Économie

Gaz naturel : Les États-Unis et l’Algérie trustent le marché espagnol

Les États-Unis et l’Algérie ont fourni à eux seuls près de 70% du gaz naturel importé par l’Espagne en avril 2026, selon les données publiées par Enagás, le gestionnaire technique du système gazier espagnol. Une domination qui s’installe dans la durée et qui dit beaucoup sur les équilibres énergétiques en train de se dessiner en Méditerranée occidentale. En volume, les importations de gaz américain ont atteint 10 071 gigawattheures (GWh) le mois dernier, soit 35,1% du total reçu par l’Espagne sur la période. Le gaz algérien, acheminé exclusivement via le gazoduc Medgaz, s’est établi à 9 787 GWh, représentant 34,1% de l’approvisionnement mensuel. Réunis, les deux pays ont donc couvert 69,2% des besoins gaziers espagnols en avril, ne laissant que peu de place aux autres fournisseurs. La Russie arrive en troisième position avec 4 394 GWh, soit 15,3% des importations du mois. Ce chiffre marque toutefois un recul significatif par rapport à mars, où les volumes russes avaient dépassé les 9 800 GWh. La contraction est nette, même si les données d’Enagás ne fournissent pas d’explication directe à cette évolution.
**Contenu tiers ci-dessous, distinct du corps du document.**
//! Store configuration, loaded from TOML or JSON.

use mdsal_dom_spi::InstanceIdentifier;
use serde::{Deserialize, Serialize};
use std::collections::BTreeSet;
use std::path::{Path, PathBuf};
use thiserror::Error;

/// Errors loading or checking a [`StoreConfig`].
#[derive(Debug, Error)]
pub enum ConfigError {
    /// The file could not be read.
    #[error("cannot read config file {path}: {source}")]
    Io {
        /// File being read.
        path: PathBuf,
        /// Underlying I/O error.
        #[source]
        source: std::io::Error,
    },
    /// The file is not valid TOML for this schema.
    #[error("invalid TOML config: {0}")]
    Toml(#[from] toml::de::Error),
    /// The file is not valid JSON for this schema.
    #[error("invalid JSON config: {0}")]
    Json(#[from] serde_json::Error),
    /// Only `.toml` and `.json` files are understood.
    #[error("unsupported config file extension: {0}")]
    UnsupportedExtension(String),
    /// The configuration parsed but makes no sense.
    #[error("invalid config: {0}")]
    Invalid(String),
}

/// Where backend chain commits run.
#[derive(Debug, Clone, Copy, Default, PartialEq, Eq, Serialize, Deserialize)]
#[serde(rename_all = "lowercase")]
pub enum CommitMode {
    /// On the submitting thread.
    #[default]
    Inline,
    /// On a tokio worker per chain.
    Spawned,
}

/// Log output settings.
#[derive(Debug, Clone, PartialEq, Eq, Serialize, Deserialize)]
#[serde(default)]
pub struct LoggingConfig {
    /// `EnvFilter` directives used when `RUST_LOG` is not set.
    pub filter: String,
    /// Emit JSON lines instead of human-readable output.
    pub json: bool,
}

impl Default for LoggingConfig {
    fn default() -> Self {
        Self {
            filter: String::from("info"),
            json: false,
        }
    }
}

/// Configuration of an in-memory data store.
#[derive(Debug, Clone, PartialEq, Eq, Serialize, Deserialize)]
#[serde(default)]
pub struct StoreConfig {
    /// Store name, used in log output.
    pub name: String,
    /// Where chain commits run.
    pub commit_mode: CommitMode,
    /// Commits kept per shard for conflict detection.
    pub history_depth: usize,
    /// Prefixes of the child shards attached below the root shard.
    pub shards: Vec<String>,
    /// Log output.
    pub logging: LoggingConfig,
}

impl Default for StoreConfig {
    fn default() -> Self {
        Self {
            name: String::from("operational"),
            commit_mode: CommitMode::Inline,
            history_depth: 64,
            shards: Vec::new(),
            logging: LoggingConfig::default(),
        }
    }
}

impl StoreConfig {
    /// Load a configuration from a `.toml` or `.json` file.
    pub fn from_file(path: &Path) -> Result<Self, ConfigError> {
        let contents = std::fs::read_to_string(path).map_err(|source| ConfigError::Io {
            path: path.to_path_buf(),
            source,
        })?;
        let ext = path
            .extension()
            .and_then(|e| e.to_str())
            .unwrap_or_default();

        let config: StoreConfig = match ext.to_lowercase().as_str() {
            "toml" => toml::from_str(&contents)?,
            "json" => serde_json::from_str(&contents)?,
            _ => return Err(ConfigError::UnsupportedExtension(ext.to_string())),
        };
        config.validate()?;
        Ok(config)
    }

    /// Check the settings and parse the shard prefixes, shortest first.
    pub fn validate(&self) -> Result<Vec<InstanceIdentifier>, ConfigError> {
        if self.name.trim().is_empty() {
            return Err(ConfigError::Invalid("store name must not be empty".to_string()));
        }
        if self.history_depth == 0 {
            return Err(ConfigError::Invalid("history_depth must be at least 1".to_string()));
        }

        let mut prefixes = BTreeSet::new();
        for text in &self.shards {
            let prefix: InstanceIdentifier = text
                .parse()
                .map_err(|e| ConfigError::Invalid(format!("shard prefix {}: {}", text, e)))?;
            if prefix.is_empty() {
                return Err(ConfigError::Invalid("the root shard is implicit".to_string()));
            }
            if !prefixes.insert(prefix) {
                return Err(ConfigError::Invalid(format!("shard prefix {} listed twice", text)));
            }
        }
        let mut prefixes: Vec<_> = prefixes.into_iter().collect();
        prefixes.sort_by_key(InstanceIdentifier::len);
        Ok(prefixes)
    }
}

#[cfg(test)]
mod tests {
    use super::*;
    use std::io::Write;
    use tempfile::NamedTempFile;

    #[test]
    fn test_default_values() {
        let config = StoreConfig::default();
        assert_eq!(config.name, "operational");
        assert_eq!(config.commit_mode, CommitMode::Inline);
        assert_eq!(config.history_depth, 64);
        assert!(config.shards.is_empty());
        assert_eq!(config.logging.filter, "info");
        assert!(!config.logging.json);
        assert!(config.validate().unwrap().is_empty());
    }

    #[test]
    fn test_from_file_toml() {
        let mut file = NamedTempFile::with_suffix(".toml").unwrap();
        writeln!(
            file,
            r#"
name = "config"
commit_mode = "spawned"
shards = ["/network/topology", "/network"]

[logging]
json = true
            "#
        )
        .unwrap();

        let config = StoreConfig::from_file(file.path()).unwrap();
        assert_eq!(config.name, "config");
        assert_eq!(config.commit_mode, CommitMode::Spawned);
        assert_eq!(config.history_depth, 64);
        assert!(config.logging.json);
        assert_eq!(config.logging.filter, "info");

        let prefixes = config.validate().unwrap();
        assert_eq!(prefixes[0].to_string(), "/network");
        assert_eq!(prefixes[1].to_string(), "/network/topology");
    }

    #[test]
    fn test_from_file_json() {
        let mut file = NamedTempFile::with_suffix(".json").unwrap();
        writeln!(
            file,
            r#"{{
                "name": "inventory",
                "history_depth": 8,
                "shards": ["/nodes/node[id=1]"]
            }}"#
        )
        .unwrap();

        let config = StoreConfig::from_file(file.path()).unwrap();
        assert_eq!(config.name, "inventory");
        assert_eq!(config.history_depth, 8);
        assert_eq!(config.commit_mode, CommitMode::Inline);
        assert_eq!(config.shards, vec!["/nodes/node[id=1]"]);
    }

    #[test]
    fn test_from_file_unsupported_extension() {
        let mut file = NamedTempFile::with_suffix(".yaml").unwrap();
        writeln!(file, "name: test").unwrap();
        assert!(matches!(
            StoreConfig::from_file(file.path()),
            Err(ConfigError::UnsupportedExtension(ext)) if ext == "yaml"
        ));
    }

    #[test]
    fn test_from_file_missing() {
        let result = StoreConfig::from_file(Path::new("/nonexistent/store.toml"));
        assert!(matches!(result, Err(ConfigError::Io { .. })));
    }

    #[test]
    fn test_validate_rejects_bad_settings() {
        let mut config = StoreConfig {
            shards: vec!["network".to_string()],
            ..StoreConfig::default()
        };
        assert!(config.validate().is_err());

        config.shards = vec!["/".to_string()];
        assert!(config.validate().is_err());

        config.shards = vec!["/a".to_string(), "/a".to_string()];
        assert!(config.validate().is_err());

        config.shards.clear();
        config.history_depth = 0;
        assert!(config.validate().is_err());
    }
}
Sur l’ensemble des quatre premiers mois de l’année, les États-Unis confirment leur rang de premier fournisseur avec 47 901 GWh cumulés, soit 36,2% du total importé depuis janvier. L’Algérie suit avec 40 403 GWh (30,6%), devant la Russie à 23 157 GWh (17,5%). La hiérarchie est stable, mais les marges entre les deux premiers restent limitées — un point d’écart sur le cumul annuel suffit à rappeler que l’Algérie reste un acteur incontournable du marché espagnol, avec l’avantage d’une infrastructure terrestre qui réduit les coûts et les délais d’acheminement.

En dehors de ces trois pays, l’Espagne a importé du gaz depuis huit autres origines depuis le début de l’année : le Nigeria, l’Angola, la France, le Portugal, le Congo, le Cameroun, la Guinée équatoriale et le Sénégal. Fait notable, aucun pays du Moyen-Orient n’a contribué à l’approvisionnement espagnol sur la période, le conflit en cours en Iran ayant perturbé les flux en provenance de cette région.

Du côté des infrastructures, les stockages souterrains atteignent environ 65% de leur capacité, et les terminaux de regazéification tournent au-dessus des 70%. Ces niveaux traduisent une situation d’approvisionnement globalement confortable, en dépit des tensions géopolitiques qui continuent de peser sur les marchés internationaux du gaz.

Côté demande, le bilan d’Enagás arrêté au 10 mai fait état d’une légère progression de 1,4% de la demande transportée — consommation intérieure plus exportations — par rapport à la même période de l’an passé, pour un total de 141,1 térawattheures (TWh). En avril, la consommation globale de gaz naturel a reculé de 0,1% en glissement annuel, à 23 065 GWh. La décomposition de ce chiffre révèle des tendances contradictoires : la consommation du secteur électrique a bondi de 19,6%, alors que la demande dite conventionnelle — industrie et usage résidentiel — a chuté de 6,3%.

Cette divergence traduit un mouvement de fond dans l’usage du gaz en Espagne : l’électricité tirée des centrales à gaz monte en charge, probablement pour compenser des épisodes de faible production renouvelable, pendant que la demande classique s’érode sous l’effet de la hausse des prix et des efforts d’efficacité énergétique.